The inverse ocean-land linkage observed in the correlation analyses is also seen in the composite anomalies of SIF. It indicates that the plant productivity in India declines when the WIO, NIO, and CIO are warmer than normal (Fig. 4i-a,b,c). Similarly, the influence of colder-than-normal surface waters in the same oceanic regions enhances plants’ photosynthetic rates, as displayed by the positive anomalies of SIF (Fig. 4i-d,e,f). However, apart from the results obtained in the correlation analysis, some other ACZs are also influenced by SST variations in the WIO. This predominantly includes MGP and WPH. Overall, the effect of the WIO warm anomaly is concentrated on ACZs such as WHR, TGP, UGP, MGP, EPH, WPH, and CPH (Fig. 4i-a). But the influence of NIO’s SST is confined to the ACZs that lie in the north-central areas (Fig. 4i-b&e). As per the SST–SIF correlations, the NIO governs the vegetation productivity only in the EPH, CPH, UGP, and MGP. The composite analysis reveals that WHR and TGP are also subject to the effect of SST signals from the NIO. However, the oceanic influence extends over the same geographical extent in both analyses. The SST patterns in the western and central oceanic regions are nearly identical, as illustrated in Fig. 1. This similarity is also observed in the SST teleconnections to SIF anomalies all over India. The influence of CIO is predominantly found in the Indo-Gangetic Plains and the northern and central regions of India (Fig. 4i-c&f).
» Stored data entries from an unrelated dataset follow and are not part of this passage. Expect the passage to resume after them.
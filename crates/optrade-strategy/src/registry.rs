//! `trait Strategy` and the registry Runners consult for which strategies
//! are active against which symbol/asset-class, per `spec.md` §4.6 step 4.

use optrade_core::{AssetClass, Signal, Symbol, Timeframe};
use optrade_data::Dataset;
use std::collections::HashMap;
use std::sync::Arc;

/// Per-strategy knobs a `Strategy` implementation is constructed with and
/// that a Runner reads to decide which symbols/timeframe to feed it.
#[derive(Debug, Clone)]
pub struct StrategyConfig {
    pub name: String,
    pub asset_class: AssetClass,
    pub symbols: Vec<Symbol>,
    pub timeframe: Timeframe,
    pub lookback_periods: usize,
    pub min_periods: usize,
}

/// A strategy turns a validated candle dataset into at most one candidate
/// signal. Strategy numerics are intentionally out of scope for this
/// workspace (`spec.md` §1) — only the interface and one illustrative,
/// deterministic implementation live here.
pub trait Strategy: Send + Sync {
    fn analyze(&self, symbol: &Symbol, dataset: &Dataset) -> Option<Signal>;
    fn config(&self) -> &StrategyConfig;
}

/// Name -> strategy lookup. A Runner asks `for_asset_class` once per loop
/// tick rather than iterating every registered strategy for every symbol.
#[derive(Default)]
pub struct StrategyRegistry {
    strategies: HashMap<String, Arc<dyn Strategy>>,
}

impl StrategyRegistry {
    pub fn new() -> Self {
        Self::default()
    }

    pub fn register(&mut self, strategy: Arc<dyn Strategy>) {
        self.strategies
            .insert(strategy.config().name.clone(), strategy);
    }

    pub fn get(&self, name: &str) -> Option<Arc<dyn Strategy>> {
        self.strategies.get(name).cloned()
    }

    /// Every registered strategy covering `asset_class`, in no particular
    /// order (a Runner dispatches each to its worker pool independently).
    pub fn for_asset_class(&self, asset_class: AssetClass) -> Vec<Arc<dyn Strategy>> {
        self.strategies
            .values()
            .filter(|s| s.config().asset_class == asset_class)
            .cloned()
            .collect()
    }

    pub fn len(&self) -> usize {
        self.strategies.len()
    }

    pub fn is_empty(&self) -> bool {
        self.strategies.is_empty()
    }
}
//! `clap`-derived CLI surface, `spec.md` §6: `run`, `auth`, `status`,
//! `signals`, `positions`, `stop`.

use crate::app::Application;
use crate::config::AppConfig;
use crate::error::{AppError, AppResult};
use chrono::{DateTime, Utc};
use clap::{Parser, Subcommand};
use optrade_core::Symbol;
use optrade_store::Store;
use tracing::info;

#[derive(Parser, Debug)]
#[command(name = "optrade-bot", version, about, long_about = None)]
pub struct Cli {
    /// Path to a TOML config file. Overrides `OPTRADE_CONFIG` and the
    /// `config/default.toml` fallback.
    #[arg(short, long, global = true)]
    pub config: Option<String>,

    #[command(subcommand)]
    pub command: Commands,
}

#[derive(Subcommand, Debug)]
pub enum Commands {
    /// Start the Orchestrator: connect, authenticate, warm caches, and
    /// run every supervised loop until shutdown.
    Run,
    /// Validate broker credentials without starting any supervised loop.
    Auth,
    /// Report per-loop health, open-position count, and any positions
    /// flagged with `warning_flag`.
    Status,
    /// List signals for one strategy/symbol generated at or after `since`
    /// (RFC3339; defaults to the start of today).
    Signals {
        #[arg(long)]
        strategy: String,
        #[arg(long)]
        symbol: String,
        #[arg(long)]
        since: Option<String>,
    },
    /// List currently open positions.
    Positions,
    /// Request a running instance to shut down gracefully. This process
    /// has no IPC control plane (cross-process distribution is out of
    /// scope); send SIGINT/SIGTERM to the `run` process instead.
    Stop,
}

pub async fn dispatch(cli: Cli) -> AppResult<()> {
    match cli.command {
        Commands::Run => {
            let config = AppConfig::load(cli.config.as_deref())?;
            let app = Application::new(config).await?;
            app.run().await
        }
        Commands::Auth => {
            let config = AppConfig::load(cli.config.as_deref())?;
            let app = Application::new(config).await?;
            app.broker()
                .authenticate()
                .await
                .map_err(|err| AppError::AuthRequired(err.to_string()))?;
            info!("broker authentication succeeded");
            Ok(())
        }
        Commands::Status => {
            let config = AppConfig::load(cli.config.as_deref())?;
            let app = Application::new(config).await?;
            let positions = app.store().get_open_positions().await?;
            let warning_count = positions.iter().filter(|p| p.warning_flag).count();
            println!("open positions: {}", positions.len());
            println!("positions with warning_flag set: {warning_count}");
            for position in &positions {
                if position.warning_flag {
                    println!(
                        "  WARNING position={} symbol={} reason={:?}",
                        position.id, position.symbol, position.warning_reason
                    );
                }
            }
            Ok(())
        }
        Commands::Signals {
            strategy,
            symbol,
            since,
        } => {
            let config = AppConfig::load(cli.config.as_deref())?;
            let app = Application::new(config).await?;
            let since: DateTime<Utc> = match since {
                Some(s) => s
                    .parse()
                    .map_err(|e| AppError::Config(format!("invalid --since timestamp: {e}")))?,
                None => Utc::now()
                    .date_naive()
                    .and_hms_opt(0, 0, 0)
                    .expect("midnight is always a valid time")
                    .and_utc(),
            };
            let signals = app
                .store()
                .signals_since(&strategy, &Symbol::new(symbol.as_str()), since)
                .await?;
            println!("{} signal(s) since {since}", signals.len());
            for signal in signals {
                println!(
                    "  {} {:?} {:?} status={:?} generated_at={}",
                    signal.id, signal.action, signal.strength, signal.status, signal.generated_at
                );
            }
            Ok(())
        }
        Commands::Positions => {
            let config = AppConfig::load(cli.config.as_deref())?;
            let app = Application::new(config).await?;
            let positions = app.store().get_open_positions().await?;
            println!("{} open position(s)", positions.len());
            for position in positions {
                println!(
                    "  {} {} mode={:?} entry={} qty={} warning_flag={}",
                    position.id,
                    position.symbol,
                    position.mode,
                    position.entry_price,
                    position.quantity,
                    position.warning_flag
                );
            }
            Ok(())
        }
        Commands::Stop => {
            println!(
                "this binary has no out-of-process control plane; send SIGINT/SIGTERM to the running `run` process for a graceful shutdown"
            );
            Ok(())
        }
    }
}
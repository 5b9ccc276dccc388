//! Broker connectivity behind a `BrokerClient` trait: quotes, historical
//! candles, option chains, and order placement/cancellation, all
//! rate-limited the way a real exchange gateway requires.

pub mod client;
pub mod error;
pub mod http_client;
pub mod mock;
pub mod rate_limiter;
pub mod types;

pub use client::BrokerClient;
pub use error::{BrokerError, Result};
pub use http_client::HttpBrokerClient;
pub use mock::MockBrokerClient;
pub use rate_limiter::RateLimiter;
pub use types::{BrokerOrderStatus, OrderAck, OrderRequest, OrderSide, OrderType, Quote};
As with the SST interactions from WIO, the SST anomalies in CIO govern the plant production in EPH, CPH, UGP, and WHR. Furthermore, GPH, WPH, and MGP also showed linkages to the CIO SST. The composites of SIF anomalies almost agree with the observed correlation with the SST (Table 2).

The linkage between the Indian ecosystem and the tropical Indian Ocean was examined using composite anomalies of the important hydroclimatic variables (specific humidity, rainfall, and soil moisture) and the air temperature. These auxiliary parameters indicate how the SST variations in WIO, NIO, and CIO are connected with the functionality of the terrestrial ecosystem through modulation of the availability of water to the plants for photosynthesis. The composite of specific humidity (Fig. S1), rainfall (Fig. S2), soil moisture (Fig. S3), and air temperature (Fig. S4) showed corresponding anomalies that agree with the SIF pattern according to the warm and cold SST anomalies. Negative anomalies of the specific humidity (Fig. S1-a,b,c), rainfall (Fig. S2-a,b,c), and soil moisture (Fig. S3-a,b,c), together with positive air temperature anomalies (Fig.S4-a,b,c) across India, result in negative anomalies of SIF because the corresponding water stress reduces the vegetation productivity as the surface waters of WIO, NIO, and CIO are warmer than normal. Similarly, negative anomalies of air temperature (Fig. S4-d,e,f), together with positive anomalies of specific humidity (Fig. S1-d,e,f), rainfall (Fig.S2- d,e,f), and soil moisture (Fig.S3- d,e,f), occur due to negative SST anomalies, which reduces the chances of the vegetation experiencing water stress and favour positive SIF anomalies. Except for WHR, all the agro-meteorological metrics studied here show corresponding anomalies that match the SIF pattern on the same terrestrial band and are limited mainly to the northern Indian regions when the NIO is warmer than normal, while the central-eastern side of India exhibits considerable anomalies of these hydroclimatic variables when negative SST anomalies persist in the NIO. Comparatively, the positive SIF anomalies induced by the negative CIO SST anomalies are weaker across India (Fig. 4i-f). This effect is also observed in the variation of agro-climatic parameters (Fig. S1-f, S2-f, S3-f, S4-f). Thus the viability of the identified SST–SIF links is clear when there is a warm anomaly in the CIO, but it is less evident when the anomaly is a cold. Overall, the results suggest that the relationship between SST variations in the western, northern, and central Indian Ocean and SIF anomalies across India is feasible through atmospheric teleconnections.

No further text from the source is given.